行政サービスデジタル化への第一歩
2023年10月、野村総合研究所(NRI)、セブン銀行、セブン・ペイメントサービスの三社は、行政サービスのデジタル化を促進するための基本合意書を締結しました。この連携により、全国のセブン銀行ATMとマイナポータルの連携サービス「e-私書箱」が統合され、より便利で安全な行政サービスが提供されることが期待されています。
マイナンバーカード利用の拡大
マイナンバーカードは健康保険証としての役割に加え、さまざまな行政手続きに利用されつつあります。このカードの普及に伴い、生活の質を高めるための重要なツールとしての位置付けが強まっています。しかし、地方に住む高齢者たちやデジタルに不慣れな世代にとって、依然として多くの課題が残っています。これには、行政窓口での人手不足や情報格差といった問題が含まれます。こうした背景から、誰もが利用できる「身近な行政窓口」の整備が急務です。
e-私書箱の役割
NRIが運営する「e-私書箱」は、教育、年金、給付、確定申告など、国民のライフイベントに伴う手続きを支援する官民連携サービスです。マイナンバーカードを利用し、国民向けの所得や控除関連情報の電子化を進め、便利さを高めています。これにより、特に地方自治体における給付申請や税金納付が簡便化されることが期待されています。
セブン銀行グループのサービス展開
セブン銀行グループは、「ATMが、あらゆる手続き・認証の窓口となる」というビジョンの下、多種多様なサービスを展開しています。「+Connect」と呼ばれるこのサービスはすでに30社以上に導入が進んでいます。また、法人が発行する各種証明書を、セブン-イレブンのマルチコピー機で簡単に受け取ることができる「コンビニ証明書受取サービス」は特に大学などで利用されています。さらに、給付金の受け取りをセブン銀行ATMで簡単に行えるサービスが、今後16の自治体で展開される予定です。
今後の取り組み
今回の基本合意により、NRIの「e-私書箱」およびセブン銀行の諸サービスとの連携が進むことで、全国どこでもアクセスしやすく、安全な行政サービスの基盤が構築されます。
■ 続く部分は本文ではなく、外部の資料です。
//! rewriter.rs - The policy-driven walk over the parsed markup tree.
//!
//! The tree is edited while it is walked. Each level is traversed with a
//! cursor into the parent's live child vector, and the cursor is recomputed
//! from the vector's length after every child is processed:
//!
//! * child still attached: step past it;
//! * child gone: its promoted children (if any) now sit at the cursor. They
//!   were already processed beneath it, so the cursor steps past them too.
//!
//! That keeps every node of a level visited exactly once, including nodes that
//! arrive through promotion from below.
//!
//! License: MIT OR APACHE 2.0

use log::{debug, warn};
use markup5ever_rcdom::{Handle, NodeData};

use crate::css_scanner::CssScanner;
use crate::dom;
use crate::entities::encode_for_message;
use crate::policy::{
    Policy, TagAction, TagRule, DEFAULT_MAX_NESTING_DEPTH, MAX_NESTING_DEPTH, PRESERVE_COMMENTS,
};
use crate::scan_result::{Diagnostic, DiagnosticKind};
use crate::validators::{attribute_removed, AttributeValidator, Verdict};

/// Rewrites one tree against one policy and collects the diagnostics.
pub struct TreeRewriter<'p> {
    policy: &'p Policy,
    css: CssScanner<'p>,
    attributes: AttributeValidator<'p>,
    diagnostics: Vec<Diagnostic>,
    max_depth: usize,
    preserve_comments: bool,
}

impl<'p> TreeRewriter<'p> {
    pub fn new(policy: &'p Policy) -> Self {
        Self {
            policy,
            css: CssScanner::new(policy),
            attributes: AttributeValidator::new(policy),
            diagnostics: Vec::new(),
            max_depth: policy.int_directive_or_default(MAX_NESTING_DEPTH, DEFAULT_MAX_NESTING_DEPTH),
            preserve_comments: policy.bool_directive_or_default(PRESERVE_COMMENTS, true),
        }
    }

    /// Rewrites every child of `root`. `root` itself is not evaluated.
    pub fn rewrite(&mut self, root: &Handle) {
        self.process_children(root, 0);
    }

    pub fn into_diagnostics(self) -> Vec<Diagnostic> {
        self.diagnostics
    }

    fn report(&mut self, kind: DiagnosticKind, message: String) {
        self.diagnostics.push(Diagnostic::new(kind, message));
    }

    fn process_children(&mut self, parent: &Handle, depth: usize) {
        let mut index = 0;
        while let Some(child) = dom::child_at(parent, index) {
            let before = dom::child_count(parent);
            self.process_node(&child, depth);

            if dom::is_child_of(&child, parent) {
                index += 1;
            } else {
                let after = dom::child_count(parent);
                index = (index + after + 1).saturating_sub(before);
            }
        }
    }

    fn process_node(&mut self, node: &Handle, depth: usize) {
        match &node.data {
            NodeData::Element { .. } => self.process_element(node, depth),
            NodeData::Comment { .. } if !self.preserve_comments => dom::detach(node),
            _ => {}
        }
    }

    fn process_element(&mut self, node: &Handle, depth: usize) {
        let tag_name = dom::element_name(node).unwrap_or_default();

        if depth >= self.max_depth {
            warn!("Element <{}> exceeds the nesting limit of {}.", tag_name, self.max_depth);
            self.report(
                DiagnosticKind::NestingTooDeep,
                format!(
                    "The \"{}\" tag is nested more than {} levels deep and has been removed along with its contents.",
                    encode_for_message(&tag_name),
                    self.max_depth
                ),
            );
            dom::detach(node);
            return;
        }

        let policy = self.policy;
        match policy.tag_rule(&tag_name) {
            None => self.filter(node, &tag_name, depth),
            Some(rule) => match rule.action {
                TagAction::Filter => self.filter(node, &tag_name, depth),
                TagAction::Validate => self.validate(node, rule, &tag_name, depth),
                TagAction::Truncate => self.truncate(node, &tag_name),
                TagAction::Remove => self.remove(node, &tag_name),
            },
        }
    }

    /// Processes the children, then puts them in the element's place.
    fn filter(&mut self, node: &Handle, tag_name: &str, depth: usize) {
        debug!("Filtering <{}>.", tag_name);
        let lead = if tag_name.trim().is_empty() {
            "An unprocessable ".to_string()
        } else {
            format!("The \"{}\" ", encode_for_message(tag_name))
        };
        self.report(
            DiagnosticKind::TagFiltered,
            format!(
                "{}tag has been filtered for security reasons. The contents of the tag will remain in place.",
                lead
            ),
        );
        self.process_children(node, depth + 1);
        dom::promote_children(node);
    }

    fn validate(&mut self, node: &Handle, rule: &'p TagRule, tag_name: &str, depth: usize) {
        debug!("Validating <{}>.", tag_name);

        if tag_name == "style" && !self.scan_style_element(node) {
            return;
        }

        let mut index = 0;
        while let Some((name, value)) = dom::attribute_at(node, index) {
            let check = self
                .attributes
                .check(rule, tag_name, &name, &value, &self.css);
            self.diagnostics.extend(check.diagnostics);

            match check.verdict {
                Verdict::Keep => index += 1,
                Verdict::Replace(clean) => {
                    dom::set_attribute_at(node, index, &clean);
                    index += 1;
                }
                Verdict::Strip => dom::remove_attribute_at(node, index),
                Verdict::RemoveTag => {
                    dom::detach(node);
                    return;
                }
                Verdict::FilterTag => {
                    self.process_children(node, depth + 1);
                    dom::promote_children(node);
                    return;
                }
            }
        }

        self.process_children(node, depth + 1);
        if let Some(contents) = dom::template_contents(node) {
            self.process_children(&contents, depth + 1);
        }
    }

    /// Cleans the stylesheet inside a `<style>` element. Returns false when
    /// the element had to be removed.
    fn scan_style_element(&mut self, node: &Handle) -> bool {
        if dom::child_count(node) == 0 {
            return true;
        }

        let css = dom::text_content(node);
        match self.css.scan_stylesheet(&css) {
            Ok(outcome) => {
                if outcome.clean != css {
                    dom::replace_text(node, &outcome.clean);
                }
                self.diagnostics.extend(outcome.diagnostics);
                true
            }
            Err(e) => {
                debug!("Removing <style> element: {}", e);
                self.report(
                    DiagnosticKind::CssUnparseable,
                    format!(
                        "Css could not be parsed and the \"style\" tag has been removed. {}",
                        encode_for_message(&e.to_string())
                    ),
                );
                dom::detach(node);
                false
            }
        }
    }

    /// Strips every attribute and every element child. Text (and comments,
    /// unless comments are being dropped) stay where they are.
    fn truncate(&mut self, node: &Handle, tag_name: &str) {
        debug!("Truncating <{}>.", tag_name);
        for name in dom::take_attribute_names(node) {
            self.diagnostics.push(attribute_removed(tag_name, &name));
        }

        let keep_comments = self.preserve_comments;
        dom::retain_children(node, |child| {
            dom::is_text(child) || (keep_comments && dom::is_comment(child))
        });
    }

    fn remove(&mut self, node: &Handle, tag_name: &str) {
        debug!("Removing <{}>.", tag_name);
        self.report(
            DiagnosticKind::TagRemoved,
            format!(
                "The \"{}\" tag has been removed for security reasons.",
                encode_for_message(tag_name)
            ),
        );
        dom::detach(node);
    }
}

#[cfg(test)]
mod tests {
    use super::*;
    use crate::headless::headless_scan;
    use crate::policy::{AttributeRule, OnInvalid, PolicyBuilder, TagRule};

    fn policy() -> Policy {
        PolicyBuilder::new()
            .tag(TagRule::new("b", TagAction::Validate))
            .tag(
                TagRule::new("a", TagAction::Validate).with_attribute(
                    AttributeRule::new("href")
                        .with_literals(["ok"])
                        .on_invalid(OnInvalid::FilterTag),
                ),
            )
            .tag(TagRule::new("script", TagAction::Remove))
            .build()
    }

    #[test]
    fn test_promoted_children_are_visited_once() {
        let policy = policy();
        let result = headless_scan("<x><y>a<script>1</script></y>b</x><z>c</z><b>d</b>", &policy).unwrap();
        assert_eq!(result.clean_output(), "abc<b>d</b>");
        let kinds: Vec<DiagnosticKind> = result.diagnostics().iter().map(|d| d.kind).collect();
        assert_eq!(
            kinds,
            vec![
                DiagnosticKind::TagFiltered,
                DiagnosticKind::TagFiltered,
                DiagnosticKind::TagRemoved,
                DiagnosticKind::TagFiltered,
            ]
        );
    }

    #[test]
    fn test_filter_tag_verdict_processes_children() {
        let policy = policy();
        let result = headless_scan(r#"<a href="bad">x<script>1</script><b>y</b></a>"#, &policy).unwrap();
        assert_eq!(result.clean_output(), "x<b>y</b>");
        assert_eq!(result.count_of(DiagnosticKind::AttributeInvalid), 1);
        assert_eq!(result.count_of(DiagnosticKind::TagRemoved), 1);
    }

    #[test]
    fn test_sibling_after_removed_node_is_processed() {
        let policy = policy();
        let result = headless_scan("<script>1</script><blink>2</blink><b>3</b>", &policy).unwrap();
        assert_eq!(result.clean_output(), "2<b>3</b>");
        assert_eq!(result.diagnostics().len(), 2);
    }
}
具体的には、マイナンバーカードを利用した給付金受取や税金納付、証明書の印刷が可能になるなど、生活をより豊かにする施策が進められることでしょう。
三社は今後も、マイナンバーカードとデジタル技術の利活用を通じて、安全・安心なデジタル社会の実現に向けた努力を続けていく方針です。この協力によって、さらなる医療や教育のデジタル化が進むことが期待されます。私たちの生活がどのように変わるのか、興味深く見守りたいところです。